News
City to Borrow P3B to Pay Off Foreign Loan for SRP
● City government wants to borrow P3 billion from local banks to pay its existing loan from JBIC.
To save government funds, the Cebu City Government is planning to avail another loan in the amount of P3 billion from the local banks with much lower interest in order to pay its existing loan from Japan Bank for International Cooperation (JBIC).
City Administrator Lucelle Mercado explained that JBIC imposes 11 percent interest per annum to its pending loan and in order to avoid this annual interest, the city moves to pay off this foreign loan by borrowing P3 billion from local banks.

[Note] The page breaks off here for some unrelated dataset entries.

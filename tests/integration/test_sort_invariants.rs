//! Property-style invariants of the sort engine: permutation, ordering,
//! reversibility, fast-path equivalence, idempotence, and temp-file
//! cleanup on both success and fatal failure.

use crate::helpers::{assert_dir_empty, flow_record, read_records, read_sports, write_flow_file};
use flowkit_lib::errors::{FlowkitError, Result};
use flowkit_lib::flow::record::{FlowView, RECORD_SIZE};
use flowkit_lib::flow::stream::FlowWriter;
use flowkit_lib::sort::{DerivedKey, ExternalSorter, SortField};
use rand::seq::SliceRandom;
use std::cmp::Ordering;
use std::path::Path;
use std::sync::Arc;
use tempfile::TempDir;

fn sport_sorter() -> ExternalSorter {
    ExternalSorter::new(vec![SortField::Sport])
}

/// Shuffled keys with duplicates, enough to force several spill cycles with
/// a small buffer.
fn shuffled_keys(n: usize) -> Vec<u16> {
    let mut keys: Vec<u16> = (0..n).map(|i| (i % 500) as u16).collect();
    keys.shuffle(&mut rand::thread_rng());
    keys
}

#[test]
fn test_permutation_and_order_with_spills() {
    let dir = TempDir::new().unwrap();
    let tmp = TempDir::new().unwrap();
    let input = dir.path().join("in.flw");
    let keys = shuffled_keys(5000);
    write_flow_file(&input, &keys);
    let output = dir.path().join("out.flw");

    sport_sorter()
        .sort_buffer_size((64 * RECORD_SIZE) as u64)
        .temp_dir(tmp.path().to_path_buf())
        .sort(&[input], &output)
        .unwrap();

    let sorted = read_sports(&output);

    // Order: every consecutive pair is non-decreasing.
    assert!(sorted.windows(2).all(|w| w[0] <= w[1]));

    // Permutation: the output multiset equals the input multiset.
    let mut expected = keys;
    expected.sort_unstable();
    assert_eq!(sorted, expected);

    assert_dir_empty(tmp.path());
}

#[test]
fn test_reversibility() {
    let dir = TempDir::new().unwrap();
    let input = dir.path().join("in.flw");
    // Distinct keys so the two orders are exact mirrors.
    let mut keys: Vec<u16> = (0..1000).collect();
    keys.shuffle(&mut rand::thread_rng());
    write_flow_file(&input, &keys);

    let forward = dir.path().join("fwd.flw");
    let backward = dir.path().join("rev.flw");
    sport_sorter().sort(&[input.clone()], &forward).unwrap();
    sport_sorter().reverse(true).sort(&[input], &backward).unwrap();

    let mut fwd = read_sports(&forward);
    fwd.reverse();
    assert_eq!(fwd, read_sports(&backward));
}

#[test]
fn test_fast_path_equivalence() {
    let dir = TempDir::new().unwrap();
    let inputs = vec![
        dir.path().join("a.flw"),
        dir.path().join("b.flw"),
        dir.path().join("c.flw"),
    ];
    // Individually sorted inputs with interleaved and duplicated keys.
    write_flow_file(&inputs[0], &sorted((0..300).map(|i| i * 3 % 700).collect()));
    write_flow_file(&inputs[1], &sorted((0..200).map(|i| i * 7 % 700).collect()));
    write_flow_file(&inputs[2], &sorted((0..100).map(|i| i * 11 % 700).collect()));

    let via_random = dir.path().join("random.flw");
    let via_presorted = dir.path().join("presorted.flw");
    sport_sorter().sort(&inputs, &via_random).unwrap();
    sport_sorter().presorted(true).sort(&inputs, &via_presorted).unwrap();

    assert_eq!(read_sports(&via_random), read_sports(&via_presorted));
    assert_eq!(
        std::fs::read(&via_random).unwrap().len(),
        std::fs::read(&via_presorted).unwrap().len()
    );
}

#[test]
fn test_idempotence_on_sorted_input() {
    let dir = TempDir::new().unwrap();
    let input = dir.path().join("in.flw");
    let keys: Vec<u16> = (0..500).collect();
    write_flow_file(&input, &keys);
    let output = dir.path().join("out.flw");

    sport_sorter().sort(&[input.clone()], &output).unwrap();

    // Byte-identical record sequence.
    assert_eq!(std::fs::read(&input).unwrap(), std::fs::read(&output).unwrap());
}

#[test]
fn test_multi_field_ordering() {
    let dir = TempDir::new().unwrap();
    let input = dir.path().join("in.flw");
    let output = dir.path().join("out.flw");

    // Same sport, differing dport; sport alone cannot decide the order.
    let mut writer = FlowWriter::create(&input).unwrap();
    for (sport, dport) in [(2u16, 9u16), (1, 5), (2, 1), (1, 8), (1, 2)] {
        let mut rec = flow_record(sport);
        rec.set_dport(dport);
        writer.write_record(rec.as_bytes()).unwrap();
    }
    writer.finish().unwrap();

    ExternalSorter::new(vec![SortField::Sport, SortField::Dport])
        .sort(&[input], &output)
        .unwrap();

    let pairs: Vec<(u16, u16)> =
        read_records(&output).iter().map(|r| (r.view().sport(), r.view().dport())).collect();
    assert_eq!(pairs, vec![(1, 2), (1, 5), (1, 8), (2, 1), (2, 9)]);
}

/// Orders by the bitwise complement of the source port, so ascending key
/// order is descending port order.
struct InvertedPortKey;

impl DerivedKey for InvertedPortKey {
    fn name(&self) -> &str {
        "inverted-port"
    }

    fn width(&self) -> usize {
        2
    }

    fn materialize(&self, record: FlowView<'_>, out: &mut [u8]) -> Result<()> {
        out.copy_from_slice(&(!record.sport()).to_be_bytes());
        Ok(())
    }

    fn compare(&self, a: &[u8], b: &[u8]) -> Result<Ordering> {
        Ok(a.cmp(b))
    }
}

#[test]
fn test_derived_key_spills_and_merges() {
    let dir = TempDir::new().unwrap();
    let tmp = TempDir::new().unwrap();
    let input = dir.path().join("in.flw");
    let mut keys: Vec<u16> = (0..200).collect();
    keys.shuffle(&mut rand::thread_rng());
    write_flow_file(&input, &keys);
    let output = dir.path().join("out.flw");

    let node_size = RECORD_SIZE + 2;
    ExternalSorter::new(Vec::new())
        .derived_key(Arc::new(InvertedPortKey))
        .sort_buffer_size((16 * node_size) as u64)
        .temp_dir(tmp.path().to_path_buf())
        .sort(&[input], &output)
        .unwrap();

    let expected: Vec<u16> = (0..200).rev().collect();
    assert_eq!(read_sports(&output), expected);
    assert_dir_empty(tmp.path());
}

/// A key whose comparison always fails, driving the fatal-error path.
struct PoisonKey;

impl DerivedKey for PoisonKey {
    fn name(&self) -> &str {
        "poison"
    }

    fn width(&self) -> usize {
        1
    }

    fn materialize(&self, _record: FlowView<'_>, _out: &mut [u8]) -> Result<()> {
        Ok(())
    }

    fn compare(&self, _a: &[u8], _b: &[u8]) -> Result<Ordering> {
        Err(FlowkitError::KeyField {
            name: "poison".to_string(),
            reason: "comparison unavailable".to_string(),
        })
    }
}

#[test]
fn test_fatal_error_cleans_temp_dir() {
    let dir = TempDir::new().unwrap();
    let tmp = TempDir::new().unwrap();
    let input = dir.path().join("in.flw");
    write_flow_file(&input, &[3, 1, 2]);
    let output = dir.path().join("out.flw");

    let err = ExternalSorter::new(Vec::new())
        .derived_key(Arc::new(PoisonKey))
        .temp_dir(tmp.path().to_path_buf())
        .sort(&[input], &output)
        .unwrap_err();

    assert!(err.to_string().contains("poison"));
    assert_dir_empty(tmp.path());
}

#[test]
fn test_missing_input_is_fatal_and_cleans_up() {
    let dir = TempDir::new().unwrap();
    let tmp = TempDir::new().unwrap();
    let output = dir.path().join("out.flw");

    let err = sport_sorter()
        .temp_dir(tmp.path().to_path_buf())
        .sort(&[Path::new("/nonexistent/flows.flw").to_path_buf()], &output)
        .unwrap_err();

    assert!(matches!(err, FlowkitError::Input { .. }));
    assert_dir_empty(tmp.path());
}

fn sorted(mut keys: Vec<u16>) -> Vec<u16> {
    keys.sort_unstable();
    keys
}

Mercado said they are considering a loan from banks that offers lower interest, adding that there are some local banks that offered four percent interest per annum.
Mercado said the Development Bank of the Philippines (DBP) and Philippine National Bank (PNB) offered four percent interest per annum, while Land Bank of the Philippines offered 4.5 percent interest rate.
Mayor Michael Rama and Mercado had already talked to the officials of the PNB in Manila last Monday where they discussed the the loan package that the bank offered.
According to Mercado, the city is eyeing for a loan package with much lower interest rates. She said she hopes to get an offer of three percent per annum. Mercado added they are waiting for other banks to make an offer.
In 1994, the city had availed a 12.315 Billion Yen (P5.3billion) loan package from Overseas Economic Cooperation Fund now JBIC to finance the South Reclamation Project now known as the South Road Properties (SRP).
The whole amount of the loan is equivalent to over P5.3 Billion based on the current exchange rate. The loan is payable in staggered basis until 2025 with the corresponding interest. The next amortization of the city’s loan to JBIC is due this August.
Sources said the interest payments until 2025 would cost the city about P1.15 billion.
Councilor Margarita Osmeña, head of the City Council’s committee on budget and finance, said she has no objections to the plan to lend funds to pay off the JBIC loan.
“I don’t see any problem to terminating the old loan for a new loan, as long as it will improve the financial standing of the City,” Osmeña said.